Exercise description:
Print the first line of the records below and every line after it, up to and including the line with "fn from_str(s: &str)". Print nothing else.

Data extracts:
+---+

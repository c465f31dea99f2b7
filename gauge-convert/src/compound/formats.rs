//! Compound format configurations
//!
//! Each format names a category, its default unit sequence, the regexes
//! accepted as free-text input and the template used for display.

use std::fmt;
use std::str::FromStr;
use std::sync::LazyLock;

use regex::Regex;
use serde::{Deserialize, Serialize};
use tracing::warn;

use gauge_core::GaugeError;

/// Supported compound formats
#[derive(Debug, Clone, Copy, PartialEq, Eq, Hash, Serialize, Deserialize)]
#[serde(rename_all = "SCREAMING_SNAKE_CASE")]
pub enum CompoundFormatType {
    /// feet + inches
    Height,
    /// pounds + ounces
    Weight,
    /// stone + pounds
    BodyWeight,
    /// cups + tablespoons + teaspoons
    Cooking,
    /// hours + minutes + seconds
    Duration,
}

impl CompoundFormatType {
    pub fn all() -> [CompoundFormatType; 5] {
        [
            CompoundFormatType::Height,
            CompoundFormatType::Weight,
            CompoundFormatType::BodyWeight,
            CompoundFormatType::Cooking,
            CompoundFormatType::Duration,
        ]
    }

    pub fn as_str(&self) -> &'static str {
        match self {
            CompoundFormatType::Height => "HEIGHT",
            CompoundFormatType::Weight => "WEIGHT",
            CompoundFormatType::BodyWeight => "BODY_WEIGHT",
            CompoundFormatType::Cooking => "COOKING",
            CompoundFormatType::Duration => "DURATION",
        }
    }

    pub fn config(&self) -> &'static CompoundFormatConfig {
        format_config(*self)
    }

    fn index(&self) -> usize {
        match self {
            CompoundFormatType::Height => 0,
            CompoundFormatType::Weight => 1,
            CompoundFormatType::BodyWeight => 2,
            CompoundFormatType::Cooking => 3,
            CompoundFormatType::Duration => 4,
        }
    }
}

impl fmt::Display for CompoundFormatType {
    fn fmt(&self, f: &mut fmt::Formatter<'_>) -> fmt::Result {
        f.write_str(self.as_str())
    }
}

impl FromStr for CompoundFormatType {
    type Err = GaugeError;

    fn from_str(s: &str) -> Result<Self, Self::Err> {
        let normalized = s.trim().to_uppercase().replace(['-', ' '], "_");
        CompoundFormatType::all()
            .into_iter()
            .find(|t| t.as_str() == normalized)
            .ok_or_else(|| GaugeError::invalid_input(format!("unknown compound format '{}'", s)))
    }
}

/// Static configuration for one compound format
#[derive(Debug)]
pub struct CompoundFormatConfig {
    pub category_id: &'static str,
    /// Unit sequence used when no target units are given
    pub default_from_format: &'static [&'static str],
    /// Units offered for this format
    pub allowed_unit_ids: &'static [&'static str],
    /// Tried in order; first match wins
    pub parse_patterns: Vec<Regex>,
    /// `{i}` is the i-th value, `{i:unit}` its symbol
    pub display_pattern: &'static str,
    /// Informal unit text → unit id, for single value input
    pub unit_aliases: &'static [(&'static str, &'static str)],
    /// Capture index → unit id; falls back to `default_from_format`
    pub component_units: &'static [&'static str],
}

impl CompoundFormatConfig {
    /// Unit id for the i-th value captured by a parse pattern
    pub fn unit_for_index(&self, index: usize) -> Option<&'static str> {
        self.component_units
            .get(index)
            .or_else(|| self.default_from_format.get(index))
            .copied()
    }

    /// Case-insensitive lookup in the informal name table
    pub fn alias(&self, text: &str) -> Option<&'static str> {
        let text = text.trim().to_lowercase();
        self.unit_aliases
            .iter()
            .find(|(alias, _)| *alias == text)
            .map(|(_, unit_id)| *unit_id)
    }
}

const NUM: &str = r"(\d+(?:\.\d+)?)";

fn compile(format: CompoundFormatType, patterns: &[String]) -> Vec<Regex> {
    patterns
        .iter()
        .filter_map(|pattern| match Regex::new(pattern) {
            Ok(re) => Some(re),
            Err(e) => {
                warn!(format = %format, pattern = %pattern, error = %e, "skipping invalid compound pattern");
                None
            }
        })
        .collect()
}

/// Two-part pattern: `<n> <major> [sep] <n> <minor>`
fn pair(major: &str, minor: &str, minor_optional: bool) -> String {
    let minor = if minor_optional {
        format!("(?:{})?", minor)
    } else {
        format!("(?:{})", minor)
    };
    format!(
        r"(?i)^\s*{num}\s*(?:{major})\s*(?:,|\+|and)?\s*{num}\s*{minor}\s*$",
        num = NUM,
        major = major,
        minor = minor,
    )
}

fn single(unit: &str) -> String {
    format!(r"(?i)^\s*{}\s*(?:{})\s*$", NUM, unit)
}

const FEET: &str = r"'|ft|feet|foot";
const INCHES: &str = "\"|''|in|inch|inches";
const POUNDS: &str = r"lbs?|pounds?";
const OUNCES: &str = r"oz|ounces?";
const STONE: &str = r"st|stones?";
const CUPS: &str = r"cups?|c";
const TBSP: &str = r"tbsps?|tbs|tablespoons?";
const TSP: &str = r"tsps?|teaspoons?";
const HOURS: &str = r"h|hrs?|hours?";
const MINUTES: &str = r"m|mins?|minutes?";
const SECONDS: &str = r"s|secs?|seconds?";

fn build_config(format: CompoundFormatType) -> CompoundFormatConfig {
    match format {
        CompoundFormatType::Height => CompoundFormatConfig {
            category_id: "length",
            default_from_format: &["foot", "inch"],
            allowed_unit_ids: &["foot", "inch", "centimeter", "meter"],
            parse_patterns: compile(format, &[
                pair(FEET, INCHES, true),
                single(FEET),
            ]),
            display_pattern: "{0} {0:unit} {1} {1:unit}",
            unit_aliases: &[
                ("'", "foot"), ("ft", "foot"), ("feet", "foot"), ("foot", "foot"),
                ("\"", "inch"), ("in", "inch"), ("inch", "inch"), ("inches", "inch"),
                ("cm", "centimeter"), ("m", "meter"),
            ],
            component_units: &["foot", "inch"],
        },

        CompoundFormatType::Weight => CompoundFormatConfig {
            category_id: "mass",
            default_from_format: &["pound", "ounce"],
            allowed_unit_ids: &["pound", "ounce", "kilogram", "gram"],
            parse_patterns: compile(format, &[
                pair(POUNDS, OUNCES, false),
                single(POUNDS),
            ]),
            display_pattern: "{0} {0:unit} {1} {1:unit}",
            unit_aliases: &[
                ("lb", "pound"), ("lbs", "pound"), ("pound", "pound"), ("pounds", "pound"),
                ("oz", "ounce"), ("ounce", "ounce"), ("ounces", "ounce"),
                ("kg", "kilogram"), ("kilo", "kilogram"), ("kilos", "kilogram"), ("g", "gram"),
            ],
            component_units: &["pound", "ounce"],
        },

        CompoundFormatType::BodyWeight => CompoundFormatConfig {
            category_id: "mass",
            default_from_format: &["stone", "pound"],
            allowed_unit_ids: &["stone", "pound", "kilogram"],
            parse_patterns: compile(format, &[
                pair(STONE, POUNDS, true),
                single(STONE),
            ]),
            display_pattern: "{0} {0:unit} {1} {1:unit}",
            unit_aliases: &[
                ("st", "stone"), ("stone", "stone"), ("stones", "stone"),
                ("lb", "pound"), ("lbs", "pound"), ("pound", "pound"), ("pounds", "pound"),
                ("kg", "kilogram"),
            ],
            component_units: &["stone", "pound"],
        },

        CompoundFormatType::Cooking => CompoundFormatConfig {
            category_id: "volume",
            default_from_format: &["cup_us", "tablespoon_us", "teaspoon_us"],
            allowed_unit_ids: &["cup_us", "tablespoon_us", "teaspoon_us", "fluid_ounce_us", "milliliter"],
            parse_patterns: compile(format, &[
                format!(
                    r"(?i)^\s*{n}\s*(?:{c})\s*(?:,|\+|and)?\s*{n}\s*(?:{tb})\s*(?:,|\+|and)?\s*{n}\s*(?:{ts})\s*$",
                    n = NUM, c = CUPS, tb = TBSP, ts = TSP,
                ),
                pair(CUPS, TBSP, false),
                format!(r"(?i)^\s*(\d+)\s+(\d+)\s*/\s*(\d+)\s*(?:{})\s*$", CUPS),
            ]),
            display_pattern: "{0} {0:unit} {1} {1:unit} {2} {2:unit}",
            unit_aliases: &[
                ("c", "cup_us"), ("cup", "cup_us"), ("cups", "cup_us"),
                ("tbsp", "tablespoon_us"), ("tbsps", "tablespoon_us"), ("tbs", "tablespoon_us"),
                ("tablespoon", "tablespoon_us"), ("tablespoons", "tablespoon_us"),
                ("tsp", "teaspoon_us"), ("tsps", "teaspoon_us"),
                ("teaspoon", "teaspoon_us"), ("teaspoons", "teaspoon_us"),
                ("fl oz", "fluid_ounce_us"), ("ml", "milliliter"),
            ],
            component_units: &["cup_us", "tablespoon_us", "teaspoon_us"],
        },

        CompoundFormatType::Duration => CompoundFormatConfig {
            category_id: "time",
            default_from_format: &["hour", "minute", "second"],
            allowed_unit_ids: &["hour", "minute", "second", "day"],
            parse_patterns: compile(format, &[
                format!(
                    r"(?i)^\s*{n}\s*(?:{h})\s*(?:,|and)?\s*{n}\s*(?:{m})\s*(?:,|and)?\s*(?:{n}\s*(?:{s}))?\s*$",
                    n = NUM, h = HOURS, m = MINUTES, s = SECONDS,
                ),
                r"^\s*(\d+):(\d{1,2})(?::(\d{1,2}(?:\.\d+)?))?\s*$".to_string(),
            ]),
            display_pattern: "{0} {0:unit} {1} {1:unit} {2} {2:unit}",
            unit_aliases: &[
                ("h", "hour"), ("hr", "hour"), ("hrs", "hour"), ("hour", "hour"), ("hours", "hour"),
                ("m", "minute"), ("min", "minute"), ("mins", "minute"), ("minute", "minute"), ("minutes", "minute"),
                ("s", "second"), ("sec", "second"), ("secs", "second"), ("second", "second"), ("seconds", "second"),
            ],
            component_units: &["hour", "minute", "second"],
        },
    }
}

static FORMATS: LazyLock<[CompoundFormatConfig; 5]> =
    LazyLock::new(|| CompoundFormatType::all().map(build_config));

/// Configuration for a format type
pub fn format_config(format_type: CompoundFormatType) -> &'static CompoundFormatConfig {
    &FORMATS[format_type.index()]
}

#[cfg(test)]
mod tests {
    use super::*;

    #[test]
    fn test_every_format_configured() {
        for format in CompoundFormatType::all() {
            let config = format_config(format);
            assert!(!config.default_from_format.is_empty(), "{}", format);
            assert!(!config.parse_patterns.is_empty(), "{}", format);
            for unit_id in config.default_from_format {
                assert!(config.allowed_unit_ids.contains(unit_id), "{} {}", format, unit_id);
            }
        }
    }

    #[test]
    fn test_all_patterns_compile() {
        assert_eq!(format_config(CompoundFormatType::Height).parse_patterns.len(), 2);
        assert_eq!(format_config(CompoundFormatType::Weight).parse_patterns.len(), 2);
        assert_eq!(format_config(CompoundFormatType::BodyWeight).parse_patterns.len(), 2);
        assert_eq!(format_config(CompoundFormatType::Cooking).parse_patterns.len(), 3);
        assert_eq!(format_config(CompoundFormatType::Duration).parse_patterns.len(), 2);
    }

    #[test]
    fn test_configured_units_exist() {
        for format in CompoundFormatType::all() {
            let config = format_config(format);
            let category = gauge_units::builtin_category(config.category_id).unwrap();
            let ids = config
                .allowed_unit_ids
                .iter()
                .chain(config.component_units)
                .chain(config.unit_aliases.iter().map(|(_, id)| id));
            for unit_id in ids {
                assert!(category.lookup_unit(unit_id).is_some(), "{} {}", format, unit_id);
            }
        }
    }

    #[test]
    fn test_unit_for_index() {
        let config = format_config(CompoundFormatType::Cooking);
        assert_eq!(config.unit_for_index(0), Some("cup_us"));
        assert_eq!(config.unit_for_index(2), Some("teaspoon_us"));
        assert_eq!(config.unit_for_index(3), None);
    }

    #[test]
    fn test_alias_lookup() {
        let config = format_config(CompoundFormatType::Cooking);
        assert_eq!(config.alias("TBSP"), Some("tablespoon_us"));
        assert_eq!(config.alias("pinch"), None);
    }

    #[test]
    fn test_format_type_from_str() {
        assert_eq!("height".parse::<CompoundFormatType>().unwrap(), CompoundFormatType::Height);
        assert_eq!("body-weight".parse::<CompoundFormatType>().unwrap(), CompoundFormatType::BodyWeight);
        assert!("shoe_size".parse::<CompoundFormatType>().is_err());
    }

    #[test]
    fn test_format_type_serde() {
        let json = serde_json::to_string(&CompoundFormatType::BodyWeight).unwrap();
        assert_eq!(json, "\"BODY_WEIGHT\"");
    }
}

+---+

Reply to the task:
repository c465f31dea99f2b7
filename gauge-convert/src/compound/formats.rs
//! Compound format configurations
//!
//! Each format names a category, its default unit sequence, the regexes
//! accepted as free-text input and the template used for display.

use std::fmt;
use std::str::FromStr;
use std::sync::LazyLock;

use regex::Regex;
use serde::{Deserialize, Serialize};
use tracing::warn;

use gauge_core::GaugeError;

/// Supported compound formats
#[derive(Debug, Clone, Copy, PartialEq, Eq, Hash, Serialize, Deserialize)]
#[serde(rename_all = "SCREAMING_SNAKE_CASE")]
pub enum CompoundFormatType {
    /// feet + inches
    Height,
    /// pounds + ounces
    Weight,
    /// stone + pounds
    BodyWeight,
    /// cups + tablespoons + teaspoons
    Cooking,
    /// hours + minutes + seconds
    Duration,
}

impl CompoundFormatType {
    pub fn all() -> [CompoundFormatType; 5] {
        [
            CompoundFormatType::Height,
            CompoundFormatType::Weight,
            CompoundFormatType::BodyWeight,
            CompoundFormatType::Cooking,
            CompoundFormatType::Duration,
        ]
    }

    pub fn as_str(&self) -> &'static str {
        match self {
            CompoundFormatType::Height => "HEIGHT",
            CompoundFormatType::Weight => "WEIGHT",
            CompoundFormatType::BodyWeight => "BODY_WEIGHT",
            CompoundFormatType::Cooking => "COOKING",
            CompoundFormatType::Duration => "DURATION",
        }
    }

    pub fn config(&self) -> &'static CompoundFormatConfig {
        format_config(*self)
    }

    fn index(&self) -> usize {
        match self {
            CompoundFormatType::Height => 0,
            CompoundFormatType::Weight => 1,
            CompoundFormatType::BodyWeight => 2,
            CompoundFormatType::Cooking => 3,
            CompoundFormatType::Duration => 4,
        }
    }
}

impl fmt::Display for CompoundFormatType {
    fn fmt(&self, f: &mut fmt::Formatter<'_>) -> fmt::Result {
        f.write_str(self.as_str())
    }
}

impl FromStr for CompoundFormatType {
    type Err = GaugeError;

    fn from_str(s: &str) -> Result<Self, Self::Err> {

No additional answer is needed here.